The film remains unreleased due to various financial constraints.

== Cast ==
- Indrajith Sukumaran as Lakshman IPS
- Arvind Swamy as Aathreya Venu
- Sundeep Kishan as Vinay
- Shriya Saran as Geetha
- Aathmika as Harini
- Aathma Patrick as Parthipan

== Production ==

=== Development ===
In February 2017, Karthick Naren announced their second project, a spin off to his "thriller trilogy" which began with Dhuruvangal Pathinaaru. In an interview with The Times of India, Naren stated that the film is an "intense suspense drama that is set against the backdrop of a mountain range". The very same day, Gautham Vasudev Menon announced their collaboration with Naren, by funding the project in his Ondraga Entertainment banner along with Badri Kasthuri.

=== Casting ===
Initially Arvind Swami and Naga Chaitanya were reported to appear in the film as parallel leads, with the latter making his Tamil debut. But Chaitanya opted out of the project due to schedule conflicts, and Sundeep Kishan being brought on board for the project. In May 2017, Shriya Saran and Indrajith Sukumaran were reported to appear in pivotal roles. Aathmika was reported to play another female lead in the project, bagging her second film in Tamil, after her debut in Meesaya Murukku (2017). Sukumaran was reported to appear the role of a cop, while Kishen's character is reported to have negative shades.

=== Filming ===
The film's first look poster, featuring the names of the lead cast was released on 18 June 2017. Naren eventually planned to start the shoot the film in June or July 2017. However, the film began production on 16 September 2017. Shooting was filmed extensively in and around Ooty and Kodaikanal.
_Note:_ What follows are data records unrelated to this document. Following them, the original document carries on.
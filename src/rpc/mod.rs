//! Chain access: transport, call codec, retry policy and the retrying client.

pub mod client;
pub mod codec;
pub mod retry;
pub mod transport;

#[cfg(test)]
pub(crate) mod mock;

pub use client::{ClientSettings, ResilientClient};
pub use retry::{retry, retry_forever, RetryExhausted, RetryPolicy};
pub use transport::{AlloyTransport, ChainTransport, LogQuery};
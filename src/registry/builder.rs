//! Registry Builder
//!
//! Fills the `ExchangeRegistry` from two sources that must agree:
//! - batch: enumerate every configured factory by index
//! - streaming: creation event logs, one at a time
//!
//! Every newly inserted record is written through to the store, which is
//! flushed once per discovery pass.
//! A V2 pair is committed only after both token symbols resolved; a failed
//! symbol lookup drops that pair for this pass.

use crate::error::RpcError;
use crate::registry::events::{classify, CreationEvent};
use crate::registry::ExchangeRegistry;
use crate::rpc::{ChainTransport, ResilientClient};
use crate::store::RegistryStore;
use crate::types::{EventLog, ExchangeEntry, PairEntry, ProtocolVersion};
use alloy::primitives::Address;
use std::sync::Arc;
use tracing::{debug, error, info, warn};

/// Creation height of a streamed pair whose log carries no pair index.
/// Real heights are 1-based.
pub const UNKNOWN_CREATION_HEIGHT: u64 = 0;

/// Counters for one discovery pass
#[derive(Debug, Clone, Copy, Default, PartialEq, Eq)]
pub struct DiscoveryStats {
    pub factories: usize,
    /// Indices / ids queried
    pub scanned: u64,
    /// Exchanges (V1) or pairs (V2) newly registered
    pub registered: u64,
    /// Already known
    pub duplicates: u64,
    /// Zero lookups and unresolved symbols
    pub skipped: u64,
}

impl DiscoveryStats {
    fn merge(&mut self, other: DiscoveryStats) {
        self.factories += other.factories;
        self.scanned += other.scanned;
        self.registered += other.registered;
        self.duplicates += other.duplicates;
        self.skipped += other.skipped;
    }
}

pub struct RegistryBuilder<T> {
    client: Arc<ResilientClient<T>>,
    registry: ExchangeRegistry,
    factories: Vec<Address>,
    store: Option<Arc<dyn RegistryStore>>,
}

impl<T: ChainTransport> RegistryBuilder<T> {
    pub fn new(
        client: Arc<ResilientClient<T>>,
        registry: ExchangeRegistry,
        factories: Vec<Address>,
    ) -> Self {
        Self {
            client,
            registry,
            factories,
            store: None,
        }
    }

    pub fn with_store(mut self, store: Arc<dyn RegistryStore>) -> Self {
        self.store = Some(store);
        self
    }

    pub fn client(&self) -> &Arc<ResilientClient<T>> {
        &self.client
    }

    pub fn registry(&self) -> &ExchangeRegistry {
        &self.registry
    }

    pub fn factories(&self) -> &[Address] {
        &self.factories
    }

    pub fn protocol(&self) -> ProtocolVersion {
        self.client.protocol()
    }

    // ── Batch discovery ──────────────────────────────────────────────

    /// Scan every configured factory, in configuration order
    pub async fn discover_all(&self) -> DiscoveryStats {
        let mut total = DiscoveryStats::default();
        for factory in &self.factories {
            let stats = match self.protocol() {
                ProtocolVersion::V1 => self.discover_v1_factory(*factory).await,
                ProtocolVersion::V2 => self.discover_v2_factory(*factory).await,
            };
            total.merge(stats);
        }
        self.flush_store();

        let (entries, tokens, pairs) = self.registry.stats();
        info!(
            "Discovery complete: {} factories, {} scanned, {} new, {} known, {} skipped | registry: {} entries, {} tokens, {} pairs",
            total.factories,
            total.scanned,
            total.registered,
            total.duplicates,
            total.skipped,
            entries,
            tokens,
            pairs
        );
        total
    }

    /// Token ids run from 1 to the token count, inclusive
    pub async fn discover_v1_factory(&self, factory: Address) -> DiscoveryStats {
        let mut stats = DiscoveryStats {
            factories: 1,
            ..Default::default()
        };

        let count = self.client.get_factory_token_count(factory).await;
        info!("V1 factory {}: {} tokens", factory, count);

        for id in 1..=count {
            stats.scanned += 1;
            let token = self.client.get_factory_token_with_id(factory, id).await;
            if token == Address::ZERO {
                warn!("V1 factory {}: token id {} resolved to zero, skipping", factory, id);
                stats.skipped += 1;
                continue;
            }

            let exchange = self.client.get_factory_exchange(factory, token).await;
            if exchange == Address::ZERO {
                warn!("V1 factory {}: token {} has no exchange, skipping", factory, token);
                stats.skipped += 1;
                continue;
            }

            if self.register_exchange(token, exchange) {
                stats.registered += 1;
            } else {
                stats.duplicates += 1;
            }
        }
        stats
    }

    /// Pair indices run from 0 to the pair count, exclusive
    pub async fn discover_v2_factory(&self, factory: Address) -> DiscoveryStats {
        let mut stats = DiscoveryStats {
            factories: 1,
            ..Default::default()
        };

        let count = self.client.get_factory_token_count(factory).await;
        info!("V2 factory {}: {} pairs", factory, count);

        for index in 0..count {
            stats.scanned += 1;
            let exchange = self.client.get_factory_exchange_v2(factory, index).await;
            if exchange == Address::ZERO {
                warn!("V2 factory {}: pair index {} resolved to zero, skipping", factory, index);
                stats.skipped += 1;
                continue;
            }

            let token0 = self.client.get_pair_token0(exchange).await;
            let token1 = self.client.get_pair_token1(exchange).await;

            match self
                .register_resolved_pair(token0, token1, exchange, index + 1)
                .await
            {
                Ok(true) => stats.registered += 1,
                Ok(false) => stats.duplicates += 1,
                Err(e) => {
                    warn!(
                        "V2 factory {}: skipping pair {} at index {}: {}",
                        factory, exchange, index, e
                    );
                    stats.skipped += 1;
                }
            }
        }
        stats
    }

    // ── Streaming discovery ──────────────────────────────────────────

    /// Register the exchange a creation log announces.
    ///
    /// Returns true when something new was registered. Unrecognised logs
    /// are ignored.
    pub async fn handle_log(&self, log: &EventLog) -> bool {
        match classify(log) {
            Some(CreationEvent::Exchange { token, exchange }) => {
                self.register_exchange(token, exchange)
            }
            Some(CreationEvent::Pair {
                token0,
                token1,
                exchange,
                index,
            }) => {
                let creation_height = index.unwrap_or(UNKNOWN_CREATION_HEIGHT);
                match self
                    .register_resolved_pair(token0, token1, exchange, creation_height)
                    .await
                {
                    Ok(added) => added,
                    Err(e) => {
                        warn!("Skipping streamed pair {}: {}", exchange, e);
                        false
                    }
                }
            }
            None => {
                debug!(
                    "Ignoring log from {} with {} topics",
                    log.address,
                    log.topics.len()
                );
                false
            }
        }
    }

    // ── Registration ─────────────────────────────────────────────────

    /// "SYM0/SYM1", or the first symbol lookup error
    pub async fn resolve_pair_symbol(
        &self,
        token0: Address,
        token1: Address,
    ) -> Result<String, RpcError> {
        let symbol0 = self.client.get_erc20_symbol(token0).await?;
        let symbol1 = self.client.get_erc20_symbol(token1).await?;
        Ok(format!("{}/{}", symbol0, symbol1))
    }

    /// Resolve symbols, then register the pair and both of its tokens
    async fn register_resolved_pair(
        &self,
        token0: Address,
        token1: Address,
        exchange: Address,
        creation_height: u64,
    ) -> Result<bool, RpcError> {
        // Known pairs need no symbol lookups
        if self.registry.pair(exchange).is_some() {
            return Ok(false);
        }
        if let Some(existing) = self.registry.exchange_for_pair(token0, token1) {
            debug!(
                "Pair ({}, {}) already registered at {}, ignoring exchange {}",
                token0, token1, existing, exchange
            );
            return Ok(false);
        }

        let symbol = self.resolve_pair_symbol(token0, token1).await?;
        let pair = PairEntry::new(token0, token1, exchange, symbol, creation_height);
        Ok(self.register_pair(pair))
    }

    /// Persist the store's buffered upserts. Failures are logged only.
    pub fn flush_store(&self) {
        if let Some(store) = &self.store {
            if let Err(e) = store.flush() {
                error!("Failed to persist registry state: {}", e);
            }
        }
    }

    fn register_exchange(&self, token: Address, exchange: Address) -> bool {
        if !self.registry.add_exchange(token, exchange) {
            return false;
        }
        if let Some(store) = &self.store {
            if let Err(e) = store.upsert_exchange(&ExchangeEntry::new(token, exchange)) {
                error!("Failed to persist exchange {} for token {}: {}", exchange, token, e);
            }
        }
        true
    }

    fn register_pair(&self, pair: PairEntry) -> bool {
        if !self.registry.add_pair(pair.clone()) {
            return false;
        }
        info!(
            "New pair {} at {} (creation height {})",
            pair.symbol, pair.exchange, pair.creation_height
        );
        if let Some(store) = &self.store {
            let result = store
                .upsert_exchange(&ExchangeEntry::new(pair.token0, pair.exchange))
                .and_then(|_| store.upsert_exchange(&ExchangeEntry::new(pair.token1, pair.exchange)))
                .and_then(|_| store.upsert_pair(&pair));
            if let Err(e) = result {
                error!("Failed to persist pair {}: {}", pair.exchange, e);
            }
        }
        true
    }
}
Minor portions were shot in Idukki. and was wrapped up in November 2017, within a span of 41 days.

== Release ==
In March 2018, sources claimed that the film will be released in May 2018. However, the financial constraints of Menon's production house, Ondraga Entertainment, resulted the delay of his other projects, had implemented disputes between Naren and Menon with both parties posted cryptic tweets in social media. Subsequently, Menon backed out producing the film, and Badri Kasthuri took care of the rights. The film was sent to the censor board officials in July 2018, where it received U/A certificate without any cuts. The film's official trailer which released in August 2018 received positive response, and Karthick Naren announced that the film will be released on 31 August 2018, after getting approval from Tamil Film Producers Council. However, the release was pushed to 13 September 2018, to coincide the occasion of Vinayagar Chathurthi, which did not happen. The makers released the first look of its dubbed Telugu version in February 2019, titled as Narakasurudu and Satyanarayana Koneru acquired the rights of the film.

During the time of delay, Naren started working on another project, which was the Arun Vijay-starrer Mafia: Chapter 1 (2020). In December 2019, Naren announced that the film will be scheduled for theatrical release on 27 March 2020, which further delayed due to the COVID-19 pandemic. The makers then explored the options of releasing the film directly through OTT platforms, as the uncertainty prevailing over the reopening of theatres due to the pandemic. However, plans for a digital release also failed due to the underperformance of Mafia: Chapter 1, and the film remained unreleased. On 28 May 2021, it was announced that Sony LIV bought the direct digital streaming rights for the film. The release date is yet to be announced.